//! Attendance records — one write-once CSV file per finished session.

use crate::session::Roster;
use serde::{Deserialize, Serialize};
use std::fs;
use std::io;
use std::path::{Path, PathBuf};
use thiserror::Error;

/// Header row, kept exact for spreadsheet export downstream.
pub const RECORD_HEADER: [&str; 4] = ["Name", "Roll No", "Section", "Timestamp"];

#[derive(Error, Debug)]
pub enum RecordError {
    #[error("record I/O failed at {}: {source}", .path.display())]
    Io { path: PathBuf, source: io::Error },
    #[error("record already exists: {}", .0.display())]
    AlreadyExists(PathBuf),
    #[error("{} is not an attendance record (header: {found})", .path.display())]
    UnexpectedHeader { path: PathBuf, found: String },
    #[error("csv: {0}")]
    Csv(#[from] csv::Error),
}

/// One row of an attendance record.
#[derive(Debug, Clone, PartialEq, Serialize, Deserialize)]
pub struct RecordRow {
    #[serde(rename = "Name")]
    pub name: String,
    #[serde(rename = "Roll No")]
    pub roll_no: String,
    #[serde(rename = "Section")]
    pub section: String,
    /// Time of first sighting, `HH:MM:SS`.
    #[serde(rename = "Timestamp")]
    pub timestamp: String,
}

/// A record file found in the records directory.
#[derive(Debug, Clone, PartialEq)]
pub struct RecordSummary {
    pub path: PathBuf,
    pub name: String,
    pub rows: usize,
}

/// File name for `roster`: `attendance_<SECTION|ALL>_<YYYY-MM-DD_HH-MM-SS>.csv`.
pub fn record_file_name(roster: &Roster) -> String {
    let tag: String = roster
        .section
        .as_deref()
        .unwrap_or("ALL")
        .chars()
        .map(|c| if c.is_ascii_alphanumeric() || c == '-' { c } else { '_' })
        .collect();
    format!(
        "attendance_{tag}_{}.csv",
        roster.finished_at.format("%Y-%m-%d_%H-%M-%S")
    )
}

/// Write `roster` as a new CSV file in `dir`. Never overwrites.
pub fn write_record(dir: &Path, roster: &Roster) -> Result<PathBuf, RecordError> {
    fs::create_dir_all(dir).map_err(|source| RecordError::Io {
        path: dir.to_path_buf(),
        source,
    })?;

    let path = dir.join(record_file_name(roster));
    let file = match fs::OpenOptions::new().write(true).create_new(true).open(&path) {
        Ok(file) => file,
        Err(e) if e.kind() == io::ErrorKind::AlreadyExists => return Err(RecordError::AlreadyExists(path)),
        Err(source) => return Err(RecordError::Io { path, source }),
    };

    remove_on_error(&path, write_rows(file, roster))?;

    tracing::info!(
        path = %path.display(),
        session = %roster.session_id,
        rows = roster.len(),
        cancelled = roster.cancelled,
        "attendance record written"
    );
    Ok(path)
}

fn write_rows(file: fs::File, roster: &Roster) -> Result<(), RecordError> {
    let mut writer = csv::WriterBuilder::new().has_headers(false).from_writer(file);
    writer.write_record(RECORD_HEADER)?;
    for entry in &roster.entries {
        writer.serialize(RecordRow {
            name: entry.identity.clone(),
            roll_no: entry.roll_no.clone(),
            section: entry.section.clone(),
            timestamp: entry.first_marked_at.format("%H:%M:%S").to_string(),
        })?;
    }
    writer.flush().map_err(csv::Error::from)?;
    Ok(())
}

/// Delete a partially written record so the name is free for a retry.
fn remove_on_error(path: &Path, result: Result<(), RecordError>) -> Result<(), RecordError> {
    if result.is_err() {
        if let Err(e) = fs::remove_file(path) {
            tracing::warn!(path = %path.display(), error = %e, "failed to remove partial record");
        }
    }
    result
}

/// Read the rows of one record, checking its header.
pub fn read_record(path: &Path) -> Result<Vec<RecordRow>, RecordError> {
    let mut reader = csv::Reader::from_path(path)?;

    let headers = reader.headers()?;
    if !headers.iter().eq(RECORD_HEADER) {
        return Err(RecordError::UnexpectedHeader {
            path: path.to_path_buf(),
            found: headers.iter().collect::<Vec<_>>().join(","),
        });
    }

    reader
        .deserialize()
        .collect::<Result<Vec<RecordRow>, _>>()
        .map_err(RecordError::from)
}

/// List the CSV records in `dir`, sorted by file name. A missing directory
/// has no records.
pub fn list_records(dir: &Path) -> Result<Vec<RecordSummary>, RecordError> {
    let io_err = |source: io::Error| RecordError::Io {
        path: dir.to_path_buf(),
        source,
    };

    let read_dir = match fs::read_dir(dir) {
        Ok(rd) => rd,
        Err(e) if e.kind() == io::ErrorKind::NotFound => return Ok(Vec::new()),
        Err(e) => return Err(io_err(e)),
    };

    let mut paths = Vec::new();
    for entry in read_dir {
        let path = entry.map_err(io_err)?.path();
        if path.is_file() && path.extension().is_some_and(|ext| ext == "csv") {
            paths.push(path);
        }
    }
    paths.sort();

    let mut records = Vec::with_capacity(paths.len());
    for path in paths {
        // Other CSV files may share the folder; skip them.
        let rows = match read_record(&path) {
            Ok(rows) => rows.len(),
            Err(e) => {
                tracing::warn!(path = %path.display(), error = %e, "skipping unreadable record");
                continue;
            }
        };
        let name = path
            .file_stem()
            .map(|s| s.to_string_lossy().into_owned())
            .unwrap_or_default();
        records.push(RecordSummary { path, name, rows });
    }
    Ok(records)
}

#[cfg(test)]
mod tests {
    use super::*;
    use crate::session::RosterEntry;
    use chrono::{Local, TimeZone};
    use uuid::Uuid;

    fn roster(section: Option<&str>, names: &[&str]) -> Roster {
        let at = Local.with_ymd_and_hms(2026, 3, 9, 10, 15, 0).unwrap();
        Roster {
            session_id: Uuid::new_v4(),
            section: section.map(str::to_string),
            started_at: at,
            finished_at: at,
            cancelled: false,
            entries: names
                .iter()
                .enumerate()
                .map(|(i, name)| RosterEntry {
                    identity: name.to_string(),
                    roll_no: format!("{}", 100 + i),
                    section: section.unwrap_or("A").to_string(),
                    first_marked_at: at + chrono::TimeDelta::seconds(i as i64 * 61),
                    frame_offset: None,
                })
                .collect(),
        }
    }

    #[test]
    fn test_record_has_exact_header_and_rows() {
        let dir = tempfile::tempdir().unwrap();
        let path = write_record(dir.path(), &roster(Some("B"), &["Alice", "Bob"])).unwrap();

        assert_eq!(
            path.file_name().unwrap().to_str().unwrap(),
            "attendance_B_2026-03-09_10-15-00.csv"
        );
        let text = fs::read_to_string(&path).unwrap();
        assert_eq!(
            text,
            "Name,Roll No,Section,Timestamp\nAlice,100,B,10:15:00\nBob,101,B,10:16:01\n"
        );
    }

    #[test]
    fn test_empty_roster_writes_header_only() {
        let dir = tempfile::tempdir().unwrap();
        let path = write_record(dir.path(), &roster(None, &[])).unwrap();
        assert!(path.ends_with("attendance_ALL_2026-03-09_10-15-00.csv"));
        assert_eq!(fs::read_to_string(&path).unwrap(), "Name,Roll No,Section,Timestamp\n");
    }

    #[test]
    fn test_record_is_write_once() {
        let dir = tempfile::tempdir().unwrap();
        let r = roster(Some("A"), &["Alice"]);
        write_record(dir.path(), &r).unwrap();
        let err = write_record(dir.path(), &r).unwrap_err();
        assert!(matches!(err, RecordError::AlreadyExists(_)));
    }

    #[test]
    fn test_section_tag_is_sanitized() {
        let name = record_file_name(&roster(Some("CS/2 b"), &[]));
        assert_eq!(name, "attendance_CS_2_b_2026-03-09_10-15-00.csv");
    }

    #[test]
    fn test_quoted_fields_read_back() {
        let dir = tempfile::tempdir().unwrap();
        let path = write_record(dir.path(), &roster(Some("A"), &["Doe, Jane"])).unwrap();

        let rows = read_record(&path).unwrap();
        assert_eq!(
            rows,
            vec![RecordRow {
                name: "Doe, Jane".into(),
                roll_no: "100".into(),
                section: "A".into(),
                timestamp: "10:15:00".into(),
            }]
        );
    }

    #[test]
    fn test_list_records_sorted_with_row_counts() {
        let dir = tempfile::tempdir().unwrap();
        write_record(dir.path(), &roster(Some("B"), &["Bob"])).unwrap();
        write_record(dir.path(), &roster(Some("A"), &["Alice", "Carol"])).unwrap();
        fs::write(dir.path().join("notes.txt"), "ignored").unwrap();

        let records = list_records(dir.path()).unwrap();
        let summary: Vec<_> = records.iter().map(|r| (r.name.as_str(), r.rows)).collect();
        assert_eq!(
            summary,
            vec![
                ("attendance_A_2026-03-09_10-15-00", 2),
                ("attendance_B_2026-03-09_10-15-00", 1),
            ]
        );
    }

    #[test]
    fn test_list_records_skips_foreign_csv() {
        let dir = tempfile::tempdir().unwrap();
        write_record(dir.path(), &roster(Some("A"), &["Alice"])).unwrap();
        fs::write(dir.path().join("attendance_export.csv"), "Student,Present
Alice,yes
").unwrap();

        let records = list_records(dir.path()).unwrap();
        assert_eq!(records.len(), 1);
        assert_eq!(records[0].name, "attendance_A_2026-03-09_10-15-00");
        assert_eq!(records[0].rows, 1);
    }

    #[test]
    fn test_failed_write_removes_partial_file() {
        let dir = tempfile::tempdir().unwrap();
        let path = dir.path().join("attendance_A_2026-03-09_10-15-00.csv");
        fs::write(&path, "Name,Roll No\n").unwrap();

        let failed = Err(RecordError::Io {
            path: path.clone(),
            source: io::Error::new(io::ErrorKind::Other, "disk full"),
        });
        assert!(remove_on_error(&path, failed).is_err());
        assert!(!path.exists());

        // The name is free again for the same roster.
        write_record(dir.path(), &roster(Some("A"), &["Alice"])).unwrap();
        assert_eq!(read_record(&path).unwrap().len(), 1);
    }

    #[test]
    fn test_successful_write_keeps_file() {
        let dir = tempfile::tempdir().unwrap();
        let path = dir.path().join("kept.csv");
        fs::write(&path, "x").unwrap();
        remove_on_error(&path, Ok(())).unwrap();
        assert!(path.exists());
    }

    #[test]
    fn test_list_records_missing_dir() {
        let dir = tempfile::tempdir().unwrap();
        assert!(list_records(&dir.path().join("nope")).unwrap().is_empty());
    }

    #[test]
    fn test_foreign_csv_is_rejected() {
        let dir = tempfile::tempdir().unwrap();
        let path = dir.path().join("other.csv");
        fs::write(&path, "id,value\n1,2\n").unwrap();
        assert!(matches!(read_record(&path), Err(RecordError::UnexpectedHeader { .. })));
    }
}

^^^^

◆ How to complete this task: Verbatim output is expected for the lines from the start of the data to the line in which "PathBuf, found: String" appears, both included.

◆ Response to this exercise:
//! Attendance records — one write-once CSV file per finished session.

use crate::session::Roster;
use serde::{Deserialize, Serialize};
use std::fs;
use std::io;
use std::path::{Path, PathBuf};
use thiserror::Error;

/// Header row, kept exact for spreadsheet export downstream.
pub const RECORD_HEADER: [&str; 4] = ["Name", "Roll No", "Section", "Timestamp"];

#[derive(Error, Debug)]
pub enum RecordError {
    #[error("record I/O failed at {}: {source}", .path.display())]
    Io { path: PathBuf, source: io::Error },
    #[error("record already exists: {}", .0.display())]
    AlreadyExists(PathBuf),
    #[error("{} is not an attendance record (header: {found})", .path.display())]
    UnexpectedHeader { path: PathBuf, found: String },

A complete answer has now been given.